In case no. SCR-743686-1, the stay-away condition is modified to require Fires to “stay 100 yards away from” the victims and their address, and the weapons condition is modified to prohibit Fires from possessing “any firearms, deadly or dangerous weapons, or ammunition.” In addition, the Proposition 215 condition is stricken. As so modified, the judgment is affirmed. The appeal in case no. SCR-745153-1 is transferred to the appellate division of the Sonoma County Superior Court.

_________________________

Humes, P.J.

WE CONCUR:

_________________________

Banke, J.

_________________________

East, J. *

*Judge of the Superior Court of the City and County of San Francisco, assigned by the Chief Justice pursuant to article VI, section 6 of the California Constitution.

People v. Fires A163565


[1] These facts are drawn from the probation report.

[2] The charges were brought under Penal Code sections 422, subdivision (a) (criminal threats), 368, subdivision (b)(1) (elder abuse), and 417, subdivision (a)(1) (exhibiting weapon). All further statutory references are to the Penal Code unless otherwise noted.

[3] The prowling charge was brought under section 647, subdivision (h), and the tampering charge was brought under Vehicle Code section 10852. Our record does not include any information about the underlying facts beyond that in the complaint.





Description Defendant Joshua Fires appeals from sentences entered on pleas of no contest in two cases. His counsel asked this court for an independent review of the record to determine whether there are any arguable issues. (People v. Wende (1979) 25 Cal.3d 436.) Fires was informed of his right to file a supplemental brief and did not do so.
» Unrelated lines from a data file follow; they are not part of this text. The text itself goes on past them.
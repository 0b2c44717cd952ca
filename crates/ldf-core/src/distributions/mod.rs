//! # Base Distribution Families
//!
//! Each family maps a rounded tick to a liquidity density and to the
//! cumulative token amounts held by the buckets on either side. A bucket is
//! `[t, t + spacing)`; per unit of liquidity it holds
//! `sqrtP(t + s) - sqrtP(t)` of token1 and `1/sqrtP(t) - 1/sqrtP(t + s)` of
//! token0 (all X64).
//!
//! `DensityCurve` is the uniform output contract. Its provided methods build
//! the query and swap-inversion results on top of the three per-family
//! primitives, so every family inverts its curve the same way.

pub mod carpet;
pub mod carpeted_double_geometric;
pub mod carpeted_geometric;
pub mod geometric;
pub mod uniform;

pub use carpet::Carpet;
pub use carpeted_double_geometric::CarpetedDoubleGeometricDistribution;
pub use carpeted_geometric::CarpetedGeometricDistribution;
pub use geometric::GeometricSegment;
pub use uniform::UniformDistribution;

use ethnum::U256;
use serde::{Deserialize, Serialize};

use crate::errors::LdfResult;
use crate::math::{
    inv_sqrt_price_at_tick, is_aligned, max_usable_tick, min_usable_tick, sqrt_price_at_tick,
    to_u128_saturating,
};
use crate::types::{DistributionFamily, FamilyParams, LdfType, ShiftMode};

/// Density of a rounded tick plus the cumulative densities beside it
#[derive(Debug, Clone, Copy, PartialEq, Eq, Serialize, Deserialize)]
pub struct DensityQuery {
    pub liquidity_density_x64: u128,
    /// Token0 per unit liquidity in the buckets right of the rounded tick
    pub cumulative_amount0_density_x64: u128,
    /// Token1 per unit liquidity in the buckets left of the rounded tick
    pub cumulative_amount1_density_x64: u128,
}

/// Result of inverting a cumulative amount curve.
/// The other fields are meaningless unless `success` is set.
#[derive(Debug, Clone, Copy, PartialEq, Eq, Serialize, Deserialize)]
pub struct SwapInversion {
    pub success: bool,
    pub rounded_tick: i32,
    pub cumulative_amount0: u128,
    pub cumulative_amount1: u128,
    pub swap_liquidity: u128,
}

impl SwapInversion {
    pub fn miss() -> Self {
        Self {
            success: false,
            rounded_tick: 0,
            cumulative_amount0: 0,
            cumulative_amount1: 0,
            swap_liquidity: 0,
        }
    }
}

/// Liquidity shape laid out on rounded ticks
pub trait DensityCurve {
    fn tick_spacing(&self) -> i32;

    /// Fraction of total liquidity in the bucket starting at `rounded_tick`
    fn liquidity_density_x64(&self, rounded_tick: i32) -> LdfResult<u128>;

    /// Token0 per unit liquidity in buckets `[rounded_tick, max]`
    fn cumulative_amount0_x64(&self, rounded_tick: i32) -> LdfResult<u128>;

    /// Token1 per unit liquidity in buckets `[min, rounded_tick]`
    fn cumulative_amount1_x64(&self, rounded_tick: i32) -> LdfResult<u128>;

    fn query(&self, rounded_tick: i32) -> LdfResult<DensityQuery> {
        let spacing = self.tick_spacing();
        Ok(DensityQuery {
            liquidity_density_x64: self.liquidity_density_x64(rounded_tick)?,
            cumulative_amount0_density_x64: self.cumulative_amount0_x64(rounded_tick + spacing)?,
            cumulative_amount1_density_x64: self.cumulative_amount1_x64(rounded_tick - spacing)?,
        })
    }

    fn cumulative_amount0(&self, rounded_tick: i32, total_liquidity: u128) -> LdfResult<u128> {
        Ok(scale_by_liquidity(self.cumulative_amount0_x64(rounded_tick)?, total_liquidity))
    }

    fn cumulative_amount1(&self, rounded_tick: i32, total_liquidity: u128) -> LdfResult<u128> {
        Ok(scale_by_liquidity(self.cumulative_amount1_x64(rounded_tick)?, total_liquidity))
    }

    /// Find the rounded tick a swap of `input` reaches.
    ///
    /// When `exact_in == zero_for_one` the input is a token0 amount and the
    /// result is the largest rounded tick whose cumulative token0 still
    /// covers it; otherwise it is a token1 amount and the result is the
    /// smallest rounded tick whose cumulative token1 covers it. The returned
    /// cumulative amounts exclude the bucket that handles the remainder.
    fn compute_swap(
        &self,
        input: u128,
        total_liquidity: u128,
        zero_for_one: bool,
        exact_in: bool,
    ) -> LdfResult<SwapInversion> {
        let spacing = self.tick_spacing();
        let min_tick = min_usable_tick(spacing);
        let buckets = (max_usable_tick(spacing) - min_tick) / spacing;
        if buckets <= 0 {
            return Ok(SwapInversion::miss());
        }
        let tick_at = |index: i32| min_tick + index * spacing;

        let (rounded_tick, cumulative_amount0, cumulative_amount1) = if exact_in == zero_for_one {
            if self.cumulative_amount0(tick_at(0), total_liquidity)? < input {
                return Ok(SwapInversion::miss());
            }
            // cumulative token0 is non-increasing in the tick
            let (mut lo, mut hi) = (0, buckets - 1);
            while lo < hi {
                let mid = lo + (hi - lo + 1) / 2;
                if self.cumulative_amount0(tick_at(mid), total_liquidity)? >= input {
                    lo = mid;
                } else {
                    hi = mid - 1;
                }
            }
            let tick = tick_at(lo);
            let amount0_from = if exact_in { tick + spacing } else { tick };
            let amount1_to = if exact_in { tick } else { tick - spacing };
            (
                tick,
                self.cumulative_amount0(amount0_from, total_liquidity)?,
                self.cumulative_amount1(amount1_to, total_liquidity)?,
            )
        } else {
            if self.cumulative_amount1(tick_at(buckets - 1), total_liquidity)? < input {
                return Ok(SwapInversion::miss());
            }
            // cumulative token1 is non-decreasing in the tick
            let (mut lo, mut hi) = (0, buckets - 1);
            while lo < hi {
                let mid = lo + (hi - lo) / 2;
                if self.cumulative_amount1(tick_at(mid), total_liquidity)? >= input {
                    hi = mid;
                } else {
                    lo = mid + 1;
                }
            }
            let tick = tick_at(lo);
            let amount1_to = if exact_in { tick - spacing } else { tick };
            let amount0_from = if exact_in { tick } else { tick + spacing };
            (
                tick,
                self.cumulative_amount0(amount0_from, total_liquidity)?,
                self.cumulative_amount1(amount1_to, total_liquidity)?,
            )
        };

        Ok(SwapInversion {
            success: true,
            rounded_tick,
            cumulative_amount0,
            cumulative_amount1,
            swap_liquidity: scale_by_liquidity(
                self.liquidity_density_x64(rounded_tick)?,
                total_liquidity,
            ),
        })
    }
}

/// A family the dispatcher can decode, validate and re-anchor
pub trait BaseFamily: DensityCurve + Sized {
    const FAMILY: DistributionFamily;

    /// Decode the shape against the current reference tick. Total: params
    /// that fail validation still decode to some shape.
    fn decode(reference_tick: i32, tick_spacing: i32, params: &FamilyParams) -> Self;

    fn is_valid_params(
        tick_spacing: i32,
        twap_lookback_seconds: u32,
        params: &FamilyParams,
        ldf_type: LdfType,
    ) -> bool;

    fn shift_mode(&self) -> ShiftMode;

    fn anchor_tick(&self) -> i32;

    /// Same shape moved to a new anchor, clamped into the usable domain
    fn with_anchor(&self, anchor_tick: i32) -> Self;
}

/// Query a family shape decoded straight from its params, without any
/// engine state
pub fn query<F: BaseFamily>(
    rounded_tick: i32,
    reference_tick: i32,
    tick_spacing: i32,
    params: &FamilyParams,
) -> LdfResult<DensityQuery> {
    F::decode(reference_tick, tick_spacing, params).query(rounded_tick)
}

pub fn cumulative_amount0<F: BaseFamily>(
    rounded_tick: i32,
    total_liquidity: u128,
    reference_tick: i32,
    tick_spacing: i32,
    params: &FamilyParams,
) -> LdfResult<u128> {
    F::decode(reference_tick, tick_spacing, params).cumulative_amount0(rounded_tick, total_liquidity)
}

pub fn cumulative_amount1<F: BaseFamily>(
    rounded_tick: i32,
    total_liquidity: u128,
    reference_tick: i32,
    tick_spacing: i32,
    params: &FamilyParams,
) -> LdfResult<u128> {
    F::decode(reference_tick, tick_spacing, params).cumulative_amount1(rounded_tick, total_liquidity)
}

pub fn compute_swap<F: BaseFamily>(
    input: u128,
    total_liquidity: u128,
    zero_for_one: bool,
    exact_in: bool,
    reference_tick: i32,
    tick_spacing: i32,
    params: &FamilyParams,
) -> LdfResult<SwapInversion> {
    F::decode(reference_tick, tick_spacing, params).compute_swap(
        input,
        total_liquidity,
        zero_for_one,
        exact_in,
    )
}

/// total_liquidity * amount_x64 / 2^64, clamped at u128::MAX
pub fn scale_by_liquidity(amount_x64: u128, total_liquidity: u128) -> u128 {
    to_u128_saturating((U256::new(amount_x64) * U256::new(total_liquidity)) >> 64u32)
}

/// Shift mode byte of any family's params; unknown values decode as static
pub(crate) fn decode_shift_mode(params: &FamilyParams) -> ShiftMode {
    ShiftMode::from_byte(params[0]).unwrap_or(ShiftMode::Static)
}

/// Clamp `[lower, lower + span)` into the usable domain, keeping the span
pub(crate) fn clamp_range(lower: i32, span: i64, tick_spacing: i32) -> (i32, i32) {
    let min_tick = min_usable_tick(tick_spacing);
    let max_tick = max_usable_tick(tick_spacing);
    let span = span.clamp(0, (max_tick - min_tick) as i64) as i32;
    let lower = lower.clamp(min_tick, max_tick - span);
    (lower, lower + span)
}

/// Placement rules shared by the carpeted families: the main support must
/// leave room for the carpet, static shapes must sit inside the domain, and
/// dynamic shapes need stateful storage and a manipulation-resistant
/// reference tick.
pub(crate) fn is_valid_placement(
    shift_mode: ShiftMode,
    tick_or_offset: i32,
    length: u32,
    tick_spacing: i32,
    twap_lookback_seconds: u32,
    ldf_type: LdfType,
) -> bool {
    let min_tick = min_usable_tick(tick_spacing) as i64;
    let max_tick = max_usable_tick(tick_spacing) as i64;
    let span = length as i64 * tick_spacing as i64;
    if length == 0 || span >= max_tick - min_tick || !is_aligned(tick_or_offset, tick_spacing) {
        return false;
    }
    if shift_mode.is_dynamic() {
        ldf_type == LdfType::DynamicAndStateful && twap_lookback_seconds != 0
    } else {
        tick_or_offset as i64 >= min_tick && tick_or_offset as i64 + span <= max_tick
    }
}

/// Token1 held by every bucket of `[lower, upper)` up to and including the
/// bucket at `rounded_tick`, one unit of liquidity per bucket
pub(crate) fn range_amount1_x64(lower: i32, upper: i32, rounded_tick: i32, tick_spacing: i32) -> u128 {
    if upper <= lower {
        return 0;
    }
    let end = rounded_tick.saturating_add(tick_spacing).clamp(lower, upper);
    sqrt_price_at_tick(end) - sqrt_price_at_tick(lower)
}

/// Token0 held by every bucket of `[lower, upper)` from the bucket at
/// `rounded_tick` upward, one unit of liquidity per bucket
pub(crate) fn range_amount0_x64(lower: i32, upper: i32, rounded_tick: i32) -> u128 {
    if upper <= lower {
        return 0;
    }
    let start = rounded_tick.clamp(lower, upper);
    inv_sqrt_price_at_tick(start) - inv_sqrt_price_at_tick(upper)
}
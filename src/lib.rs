pub mod config;
pub mod domain {
    pub mod payment;
    pub mod phone;
}
pub mod error;
pub mod gateways;
pub mod http {
    pub mod handlers {
        pub mod payments;
    }
}
pub mod repo {
    pub mod payment_records_repo;
}
pub mod service {
    pub mod payment_workflow;
    pub mod status_poller;
}

use axum::routing::{get, post};
use axum::Router;

#[derive(Clone)]
pub struct AppState {
    pub workflow: service::payment_workflow::PaymentWorkflow,
}

pub fn router(state: AppState) -> Router {
    use http::handlers::payments;

    Router::new()
        .route("/health", get(payments::health))
        .route(
            "/payments",
            post(payments::create_payment).get(payments::list_payments),
        )
        .route("/payments/current", get(payments::current_payment))
        .route("/payments/:payment_id", get(payments::get_payment))
        .route("/payments/:payment_id/verify", post(payments::verify_payment))
        .route(
            "/payments/:payment_id/polling",
            post(payments::resume_polling).delete(payments::cancel_polling),
        )
        .with_state(state)
}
We were nonetheless concerned that some of the probation conditions imposed in one of the cases were arguably unconstitutionally vague or overbroad, and we asked for briefing on the issue.
In that briefing, Fires challenges probation conditions ordering him to stay away from the victims and their residence (stay-away condition), to not possess weapons (weapons condition), and to not use marijuana even with a Proposition 215 card (Proposition 215 condition). The Attorney General concedes that the first two conditions must be modified and the last condition must be stricken. We agree with the parties’ proposed disposition.